Zusätzlich: um den Panel‑Typ (Mini‑LED vs. OLED vs. high‑end IPS) zu verifizieren, prüfen Sie lokal die Kontrastdarstellung (tiefe Schwarztöne ohne Blooming → OLED; lokale Dimming‑Zonen und HDR‑Peak → Mini‑LED; gleichmäßige Backlight‑Helligkeit ohne per‑Pixel‑Emission → IPS). Diese einfache Checkliste hilft, Erwartungen an Schwarzwert, HDR‑Blooming und Burn‑in‑Risiko realistisch einzuschätzen.
Praxis‑Tipp: Falls keine offiziellen Zahlen vorhanden sind, empfiehlt sich ein kurzer Kalibrierungs‑Check mit einem Colorimeter (z. B. X‑Rite i1Display) – wenn das Panel vor Kalibrierung DeltaE ~3-5 und nach Kalibrierung <2 liefert, ist es für professionelle Arbeiten geeignet. Ohne Kalibrierung können selbst hochwertige Gaming‑Panels leicht sichtbare Tönungen aufweisen.
💡 Profi-Tipp: PWM und Helligkeitssteuerung beeinflussen wahrgenommene Schärfe und Ermüdung – bei empfindlichen Anwendern empfiehlt sich ein Test mit Smartphone‑Kamera (60-240 fps) oder ein Colorimeter mit Flicker‑Messung, um PWM‑Frequenzen zu detektieren.
Wie prüfen: 1) Kamera‑Methode (Linien oder Flackern bei reduzierter Helligkeit), 2) ein Fotodiode/Scope‑Messung oder 3) Messwerte aus seriösen Reviews. Praktisch gilt: Helligkeit über 30-40% reduziert bei vielen Panels Flicker‑Effekte spürbar; für empfindliche Nutzer empfiehlt sich die Nutzung des „Eye Care“/DC‑Dimming‑Modus, falls vorhanden.
Konkret: In einem großen 18″‑Gehäuse ist die Chance höher, kurze Lastspitzen ohne Drosselung zu halten; dennoch sollte man bei konstanten 100% GPU‑Load damit rechnen, dass die Karte nach ~15 Min. von ihrem Spitzen‑TGP auf ein stabiles Langzeit‑TGP absinkt (abhängig vom BIOS‑Tuning, Lüfterprofil und Umgebungstemperatur). Für maximale Display‑Helligkeit + maximalen GPU‑Boost empfiehlt sich das Performance‑Profil mit aktiver Kühlung; für lange kreative Sessions ist eine moderate Helligkeit und ein ausgewogenes Lüfterprofil für stabilere Langzeitleistung ratsam.

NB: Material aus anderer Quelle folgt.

//! # Backend client — thin typed wrapper over the hosted REST endpoints
//!
//! Every request carries the public key in the `apikey` header and a bearer
//! token: the signed-in user's access token when there is one, the public key
//! otherwise.
//!
//! | Concern | Request |
//! |---------|---------|
//! | list | `GET /rest/v1/{table}?select=*&order={column}.{asc,desc}` |
//! | insert | `POST /rest/v1/{table}` with `Prefer: return=representation`, body `[draft]` |
//! | delete | `DELETE /rest/v1/{table}?id=eq.{id}` |
//! | upload | `POST /storage/v1/object/{bucket}/{key}` |
//! | remove object | `DELETE /storage/v1/object/{bucket}` with `{"prefixes": [key]}` |
//! | sign in / refresh | `POST /auth/v1/token?grant_type=password` / `refresh_token` |
//! | sign out | `POST /auth/v1/logout` |
//! | current user | `GET /auth/v1/user` |
//!
//! Non-2xx responses become [`BackendError::Api`] carrying the first message
//! field found in the JSON error body.

use reqwest::{Method, RequestBuilder, Response};
use serde::Deserialize;
use store::Record;

use super::{BackendConfig, BackendError};
use crate::models::{AuthSession, AuthUser, TokenResponse, UserInfo};

#[derive(Debug, Clone)]
pub struct BackendClient {
    http: reqwest::Client,
    config: BackendConfig,
}

/// Error body shapes used by the REST, storage and auth services.
#[derive(Debug, Default, Deserialize)]
struct ApiErrorBody {
    message: Option<String>,
    msg: Option<String>,
    error_description: Option<String>,
    error: Option<String>,
}

impl BackendClient {
    pub fn new(config: BackendConfig) -> Result<Self, BackendError> {
        let http = reqwest::Client::builder().build()?;
        Ok(Self { http, config })
    }

    pub fn config(&self) -> &BackendConfig {
        &self.config
    }

    fn request(&self, method: Method, path: &str, token: Option<&str>) -> RequestBuilder {
        let bearer = token.unwrap_or(&self.config.anon_key);
        self.http
            .request(method, format!("{}{}", self.config.url, path))
            .header("apikey", &self.config.anon_key)
            .bearer_auth(bearer)
    }

    /// List every row of `R`'s table in its configured order.
    pub async fn list<R: Record>(&self, token: &str) -> Result<Vec<R>, BackendError> {
        let response = self
            .request(Method::GET, &format!("/rest/v1/{}", R::TABLE), Some(token))
            .query(&[("select", "*".to_string()), ("order", R::ORDER.to_query())])
            .send()
            .await?;
        Ok(check(response).await?.json().await?)
    }

    /// Insert one row and return it as stored (with id and timestamps).
    pub async fn insert<R: Record>(&self, token: &str, draft: &R::Draft) -> Result<R, BackendError> {
        let response = self
            .request(Method::POST, &format!("/rest/v1/{}", R::TABLE), Some(token))
            .header("Prefer", "return=representation")
            .json(&[draft])
            .send()
            .await?;
        let rows: Vec<R> = check(response).await?.json().await?;
        rows.into_iter().next().ok_or(BackendError::EmptyResponse)
    }

    pub async fn delete<R: Record>(&self, token: &str, id: &str) -> Result<(), BackendError> {
        let response = self
            .request(Method::DELETE, &format!("/rest/v1/{}", R::TABLE), Some(token))
            .query(&[("id", format!("eq.{id}"))])
            .send()
            .await?;
        check(response).await?;
        Ok(())
    }

    /// Upload an object into the image bucket under `key`.
    pub async fn upload(
        &self,
        token: &str,
        key: &str,
        content_type: &str,
        bytes: Vec<u8>,
    ) -> Result<(), BackendError> {
        let path = format!("/storage/v1/object/{}/{}", self.config.bucket, key);
        let response = self
            .request(Method::POST, &path, Some(token))
            .header(reqwest::header::CONTENT_TYPE, content_type)
            .body(bytes)
            .send()
            .await?;
        check(response).await?;
        Ok(())
    }

    /// Public URL of an object in the image bucket.
    pub fn public_url(&self, key: &str) -> String {
        format!(
            "{}/storage/v1/object/public/{}/{}",
            self.config.url, self.config.bucket, key
        )
    }

    pub async fn remove_object(&self, token: &str, key: &str) -> Result<(), BackendError> {
        let path = format!("/storage/v1/object/{}", self.config.bucket);
        let response = self
            .request(Method::DELETE, &path, Some(token))
            .json(&serde_json::json!({ "prefixes": [key] }))
            .send()
            .await?;
        check(response).await?;
        Ok(())
    }

    pub async fn sign_in_with_password(
        &self,
        email: &str,
        password: &str,
    ) -> Result<AuthSession, BackendError> {
        let body = serde_json::json!({ "email": email, "password": password });
        self.token_grant("password", &body).await
    }

    pub async fn refresh_session(&self, refresh_token: &str) -> Result<AuthSession, BackendError> {
        let body = serde_json::json!({ "refresh_token": refresh_token });
        self.token_grant("refresh_token", &body).await
    }

    async fn token_grant(
        &self,
        grant_type: &str,
        body: &serde_json::Value,
    ) -> Result<AuthSession, BackendError> {
        let response = self
            .request(Method::POST, "/auth/v1/token", None)
            .query(&[("grant_type", grant_type)])
            .json(body)
            .send()
            .await?;
        let token: TokenResponse = check(response).await?.json().await?;
        Ok(AuthSession::from_token(token, chrono::Utc::now().timestamp()))
    }

    /// Revoke the session behind `token`.
    pub async fn sign_out(&self, token: &str) -> Result<(), BackendError> {
        let response = self
            .request(Method::POST, "/auth/v1/logout", Some(token))
            .send()
            .await?;
        check(response).await?;
        Ok(())
    }

    pub async fn get_user(&self, token: &str) -> Result<UserInfo, BackendError> {
        let response = self
            .request(Method::GET, "/auth/v1/user", Some(token))
            .send()
            .await?;
        let user: AuthUser = check(response).await?.json().await?;
        Ok(user.to_info())
    }
}

/// Pass 2xx responses through; turn anything else into [`BackendError::Api`].
async fn check(response: Response) -> Result<Response, BackendError> {
    let status = response.status();
    if status.is_success() {
        return Ok(response);
    }
    let body = response.text().await.unwrap_or_default();
    let parsed: ApiErrorBody = serde_json::from_str(&body).unwrap_or_default();
    let message = parsed
        .message
        .or(parsed.msg)
        .or(parsed.error_description)
        .or(parsed.error)
        .unwrap_or_else(|| format!("Backend returned {status}"));
    Err(BackendError::Api {
        status: status.as_u16(),
        message,
    })
}

#[cfg(test)]
mod tests {
    use std::collections::HashMap;
    use std::sync::{Arc, Mutex};

    use axum::extract::{Query, State};
    use axum::http::{HeaderMap, StatusCode};
    use axum::routing::{get, post};
    use axum::{Json, Router};
    use serde_json::{json, Value};
    use store::{Letter, NewNote, Note};

    use super::*;

    type Seen = Arc<Mutex<Vec<String>>>;

    async fn spawn_fake(router: Router) -> BackendClient {
        let listener = tokio::net::TcpListener::bind("127.0.0.1:0").await.unwrap();
        let addr = listener.local_addr().unwrap();
        tokio::spawn(async move {
            axum::serve(listener, router).await.unwrap();
        });
        BackendClient::new(BackendConfig::new(format!("http://{addr}"), "anon-key")).unwrap()
    }

    async fn list_notes(
        State(seen): State<Seen>,
        headers: HeaderMap,
        Query(query): Query<HashMap<String, String>>,
    ) -> Json<Value> {
        seen.lock().unwrap().push(format!(
            "list apikey={} auth={} select={} order={}",
            headers["apikey"].to_str().unwrap(),
            headers["authorization"].to_str().unwrap(),
            query["select"],
            query["order"],
        ));
        Json(json!([
            {"id": "n2", "content": "second", "user_id": "u1", "created_at": "2024-03-02T10:00:00+00:00"},
            {"id": "n1", "content": "first", "user_id": "u1", "created_at": "2024-03-01T10:00:00+00:00"}
        ]))
    }

    async fn insert_note(
        State(seen): State<Seen>,
        headers: HeaderMap,
        Json(rows): Json<Vec<Value>>,
    ) -> (StatusCode, Json<Value>) {
        seen.lock().unwrap().push(format!(
            "insert prefer={} rows={}",
            headers["prefer"].to_str().unwrap(),
            rows.len()
        ));
        let row = &rows[0];
        (
            StatusCode::CREATED,
            Json(json!([{
                "id": "n3",
                "content": row["content"],
                "user_id": row["user_id"],
                "created_at": "2024-03-03T10:00:00+00:00"
            }])),
        )
    }

    async fn delete_note(
        State(seen): State<Seen>,
        Query(query): Query<HashMap<String, String>>,
    ) -> StatusCode {
        seen.lock().unwrap().push(format!("delete id={}", query["id"]));
        StatusCode::NO_CONTENT
    }

    async fn broken_letters() -> (StatusCode, Json<Value>) {
        (
            StatusCode::INTERNAL_SERVER_ERROR,
            Json(json!({"code": "42P01", "message": "relation \"letters\" does not exist"})),
        )
    }

    async fn token(
        Query(query): Query<HashMap<String, String>>,
        Json(body): Json<Value>,
    ) -> (StatusCode, Json<Value>) {
        if query["grant_type"] != "password" || body["password"] != "secret" {
            return (
                StatusCode::BAD_REQUEST,
                Json(json!({"error": "invalid_grant", "error_description": "Invalid login credentials"})),
            );
        }
        (
            StatusCode::OK,
            Json(json!({
                "access_token": "user-token",
                "refresh_token": "refresh",
                "expires_in": 3600,
                "token_type": "bearer",
                "user": {"id": "u1", "email": body["email"]}
            })),
        )
    }

    fn fake_router(seen: Seen) -> Router {
        Router::new()
            .route("/rest/v1/notes", get(list_notes).post(insert_note).delete(delete_note))
            .route("/rest/v1/letters", get(broken_letters))
            .route("/auth/v1/token", post(token))
            .with_state(seen)
    }

    #[tokio::test]
    async fn test_list_sends_order_and_keys() {
        let seen = Seen::default();
        let client = spawn_fake(fake_router(seen.clone())).await;

        let notes: Vec<Note> = client.list("user-token").await.unwrap();
        assert_eq!(notes.len(), 2);
        assert_eq!(notes[0].id, "n2");

        let log = seen.lock().unwrap();
        assert_eq!(
            log[0],
            "list apikey=anon-key auth=Bearer user-token select=* order=created_at.desc"
        );
    }

    #[tokio::test]
    async fn test_insert_returns_created_row() {
        let seen = Seen::default();
        let client = spawn_fake(fake_router(seen.clone())).await;

        let draft = NewNote {
            content: "third".to_string(),
            user_id: Some("u1".to_string()),
        };
        let note: Note = client.insert::<Note>("user-token", &draft).await.unwrap();
        assert_eq!(note.id, "n3");
        assert_eq!(note.content, "third");
        assert_eq!(note.user_id.as_deref(), Some("u1"));
        assert_eq!(seen.lock().unwrap()[0], "insert prefer=return=representation rows=1");
    }

    #[tokio::test]
    async fn test_delete_targets_id() {
        let seen = Seen::default();
        let client = spawn_fake(fake_router(seen.clone())).await;

        client.delete::<Note>("user-token", "n1").await.unwrap();
        assert_eq!(seen.lock().unwrap()[0], "delete id=eq.n1");
    }

    #[tokio::test]
    async fn test_api_error_message() {
        let client = spawn_fake(fake_router(Seen::default())).await;

        let err = client.list::<Letter>("user-token").await.unwrap_err();
        match err {
            BackendError::Api { status, message } => {
                assert_eq!(status, 500);
                assert_eq!(message, "relation \"letters\" does not exist");
            }
            other => panic!("unexpected error: {other:?}"),
        }
    }

    #[tokio::test]
    async fn test_password_sign_in() {
        let client = spawn_fake(fake_router(Seen::default())).await;

        let session = client
            .sign_in_with_password("ben@example.com", "secret")
            .await
            .unwrap();
        assert_eq!(session.access_token, "user-token");
        assert_eq!(session.user.email, "ben@example.com");

        let err = client
            .sign_in_with_password("ben@example.com", "nope")
            .await
            .unwrap_err();
        assert_eq!(err.to_string(), "Invalid login credentials");
        assert!(!err.is_auth());
    }

    #[test]
    fn test_public_url() {
        let client = BackendClient::new(BackendConfig::new("https://abc.supabase.co", "k")).unwrap();
        assert_eq!(
            client.public_url("1700-ab.jpg"),
            "https://abc.supabase.co/storage/v1/object/public/memories/1700-ab.jpg"
        );
    }
}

💡 Profi-Tipp: Wenn Sie konstante GPU‑Leistung über Stunden brauchen (z. B. Rendering), setzen Sie ein custom Lüfter‑Curve‑Profil und senken die Display‑Peak‑Helligkeit; das senkt thermische Lastspitzen und stabilisiert das Langzeit‑TGP.
🚀 Leistung, KI & Benchmarks – Workflow‑Analyse für KI‑Training/3D‑Rendering, NPU‑Power (TOPS‑Check), Raw‑Power, MUX‑Switch & DPC‑Latenz

💡 Profi-Tipp: Nutze bei langen Trainingsläufen eine hohe RAM‑Reservierung für Dataloader und setze die NVMe‑Garbage‑Collection/Overprovisioning so, dass Schreibspitzen nicht zu IO‑Bottlenecks werden. Reduziere Windows‑Background‑Tasks für stabilere TGP‑Nutzung.
💡 Profi-Tipp: Aktiviere, wo möglich, NPU‑Offload für quantisierte Modelle (INT8/INT4) und setze die GPU auf sustained performance‑Profile; so vermeidest du unnötiges Thermal‑Spiken und verlängerst konstante TGP‑Phasen.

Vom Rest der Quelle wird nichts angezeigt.